In 1869 she published her first book, Mrs. Overtheway's Remembrances, a collection of stories from Aunt Judy's Magazine, followed by the book The Brownies and Other Tales.

Although practically unknown today, Juliana Horatia Ewing was immensely popular in her time and still has a dedicated following of readers today. The founders of the Girl Guide movement named their junior-level scouts in honor of her Brownies.


Today is the birthday of poet Hayden Carruth (books by this author), born in Waterbury, Connecticut (1921). He attended college in Chapel Hill before serving two years in the Army Air Forces during World War II, and later he went to graduate school on the GI Bill, fell in love with jazz, learned the clarinet, and began to write poetry. He worked as an editor in Chicago, but in 1953, he suffered a nervous breakdown and spent the next year and a half in treatment for alcoholism and anxiety. He underwent electroshock therapy and left by his own account "in worse shape than I went in."

Carruth then decided to move to the rural communities of Vermont and New York State. He began to farm, worked as a mechanic, hired himself out as a field hand, and wrote nightly, sometimes not finishing with farm work until after midnight. He freelanced occasionally, but his income after several years was a scant $600, and at one point he had to steal corn meant for livestock to survive. He kept up this hardscrabble lifestyle for decades, and his poetry reflected those on the margins who live by their hands: field workers, farmers, jazz musicians, mental patients, war protesters, lonely fathers. The writer Wendell Berry credits Carruth's poetry for showing him that there was beauty to be found in places others considered "nowhere" as he weighed his own return to rural life.

In 1996, at the age of 75, his collection Scrambled Eggs and Whiskey won the National Book Award. Carruth died in 2008 after complications from a stroke.

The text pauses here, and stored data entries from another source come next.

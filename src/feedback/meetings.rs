//! Registry of meeting types agents can invite a human to.

use serde::{Deserialize, Serialize};

/// Trigger raised when a task's retries stop improving.
pub const CONVERGENCE_STALLED: &str = "convergence_stalled";

/// Event that makes a meeting relevant, optionally narrowed by a filter.
#[derive(Debug, Clone, PartialEq, Serialize, Deserialize)]
pub struct MeetingTrigger {
    pub event: String,
    #[serde(default, skip_serializing_if = "Option::is_none")]
    pub filter: Option<String>,
}

#[derive(Debug, Clone, PartialEq, Serialize, Deserialize)]
pub struct MeetingType {
    pub id: String,
    pub name: String,
    /// Agent that hosts the meeting
    pub agent_name: String,
    pub description: String,
    #[serde(default)]
    pub triggers: Vec<MeetingTrigger>,
}

impl MeetingType {
    pub fn is_triggered_by(&self, event: &str) -> bool {
        self.triggers.iter().any(|t| t.event == event)
    }
}

#[derive(Debug, Clone, Default)]
pub struct MeetingRegistry {
    types: Vec<MeetingType>,
}

impl MeetingRegistry {
    pub fn new() -> Self {
        Self::default()
    }

    /// Registry with the built-in debug meeting.
    pub fn with_defaults() -> Self {
        let mut registry = Self::new();
        registry.register(MeetingType {
            id: "debug-convergence".into(),
            name: "Debug Session".into(),
            agent_name: "Bug Detective".into(),
            description: "Work through a failing task together when retries stop making progress."
                .into(),
            triggers: vec![MeetingTrigger {
                event: CONVERGENCE_STALLED.into(),
                filter: None,
            }],
        });
        registry
    }

    /// Add a meeting type, replacing any registered under the same id.
    pub fn register(&mut self, meeting: MeetingType) {
        match self.types.iter_mut().find(|m| m.id == meeting.id) {
            Some(existing) => *existing = meeting,
            None => self.types.push(meeting),
        }
    }

    pub fn get(&self, id: &str) -> Option<&MeetingType> {
        self.types.iter().find(|m| m.id == id)
    }

    pub fn list(&self) -> &[MeetingType] {
        &self.types
    }

    /// First registered debug meeting bound to `event`.
    pub fn find_debug_meeting(&self, event: &str) -> Option<&MeetingType> {
        self.types
            .iter()
            .find(|m| m.id.contains("debug") && m.is_triggered_by(event))
    }
}

#[cfg(test)]
mod tests {
    use super::*;

    #[test]
    fn test_defaults_include_debug_meeting() {
        let registry = MeetingRegistry::with_defaults();
        let meeting = registry.find_debug_meeting(CONVERGENCE_STALLED).unwrap();
        assert_eq!(meeting.id, "debug-convergence");
        assert!(registry.find_debug_meeting("deploy_failed").is_none());
    }

    #[test]
    fn test_register_replaces_same_id() {
        let mut registry = MeetingRegistry::with_defaults();
        let mut meeting = registry.get("debug-convergence").unwrap().clone();
        meeting.agent_name = "Pixel".into();
        registry.register(meeting);

        assert_eq!(registry.list().len(), 1);
        assert_eq!(registry.get("debug-convergence").unwrap().agent_name, "Pixel");
    }

    #[test]
    fn test_non_debug_meetings_are_not_offered_for_stalls() {
        let mut registry = MeetingRegistry::new();
        registry.register(MeetingType {
            id: "design-review".into(),
            name: "Design Review".into(),
            agent_name: "Ada".into(),
            description: String::new(),
            triggers: vec![MeetingTrigger {
                event: CONVERGENCE_STALLED.into(),
                filter: None,
            }],
        });
        assert!(registry.find_debug_meeting(CONVERGENCE_STALLED).is_none());
    }
}
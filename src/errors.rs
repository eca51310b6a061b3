//! Typed error hierarchy for the build engine.
//!
//! `BuildError` covers every failure the engine reports. Errors local to one
//! task attempt (`Timeout`, `Execution`) feed the retry machinery; the rest
//! abort the operation that raised them.

use std::time::Duration;
use thiserror::Error;

/// Errors from planning, scheduling, execution and session bookkeeping.
#[derive(Debug, Error)]
pub enum BuildError {
    /// Malformed plan or spec. Aborts planning.
    #[error("Invalid plan: {0}")]
    Validation(String),

    #[error("{kind} '{id}' not found")]
    NotFound { kind: &'static str, id: String },

    /// Task graph or deploy order contains a cycle.
    #[error("Circular dependency: {0}")]
    CircularDependency(String),

    #[error("Task {task_id} timed out after {}s", .after.as_secs())]
    Timeout { task_id: String, after: Duration },

    #[error("Task {task_id} failed: {message}")]
    Execution { task_id: String, message: String },

    #[error("Build cancelled")]
    Cancelled,

    #[error(transparent)]
    Other(#[from] anyhow::Error),
}

impl BuildError {
    pub fn not_found(kind: &'static str, id: impl Into<String>) -> Self {
        BuildError::NotFound {
            kind,
            id: id.into(),
        }
    }

    /// Whether a task attempt that failed this way may be retried.
    pub fn is_retryable(&self) -> bool {
        matches!(self, BuildError::Timeout { .. } | BuildError::Execution { .. })
    }
}

pub type BuildResult<T> = std::result::Result<T, BuildError>;
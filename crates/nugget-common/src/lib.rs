//! Shared domain types for the nugget build engine.
//!
//! This crate carries no IO and no async code: it is the vocabulary the
//! engine, its transports and its tests agree on.
//!
//! - [`models`]: tasks, agents, sessions, retry history and deploy units
//! - [`events`]: the tagged outbound event stream

pub mod events;
pub mod models;

pub use events::BuildEvent;
pub use models::*;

Today is the birthday of the journalist and war correspondent Ernest Taylor "Ernie" Pyle (books by this author), born near Dana, Indiana (1900). He went to Indiana University, and with only a semester left, he quit school went to work on the Washington Daily News. He soon made editor, married, and worked nonstop for three years. But he was restless and didn't like being behind a desk, so he and his wife packed up their Ford roadster and took off on a 9,000-mile trip around the U.S.

When World War II broke out, he became a war correspondent, writing stories from the front from the soldier's perspective. He won the Pulitzer Prize for his work and was instrumental in securing combat pay for troops. Congress named this legislation the Ernie Pyle Bill.

He said: "Someday when peace has returned to this odd world I want to come to London again and stand on a certain balcony on a moonlit night and look down upon the peaceful silver curve of the Thames with its dark bridges."

Pyle was killed by machine-gun fire on an island just north of Okinawa on April 18, 1945. When control of the island was regained by the Japanese, the monument to Ernie Pyle there was one of just a few allowed to remain standing.


It’s the birthday of British crime novelist PD James (books by this author), born Phyllis Dorothy James in Oxford (1920). James worked as an administrator for the National Health Service for years, and would get up early to do so before she went to her day job.

James was 42 when she published her first crime novel. It took her three years to write. That book was Cover Her Face (1962). It was was a big success, so she decided to stay with that genre.

Her big international breakthrough came in 1980, with her eighth book, Innocent Blood.

She created her character Adam Dalgliesh as an antidote to amateur gentleman detectives like Sayers’ Lord Peter Wimsey. Dalgliesh is a detective with Scotland Yard; he’s intelligent, dedicated, and unsentimental. He publishes poetry when he’s not solving crimes. “He is a male version of me,” James said. “Brainier than me, but his emotions are mine. The empathy is mental rather than physical.”

James died in 2014 at her home in Oxford. She was 94.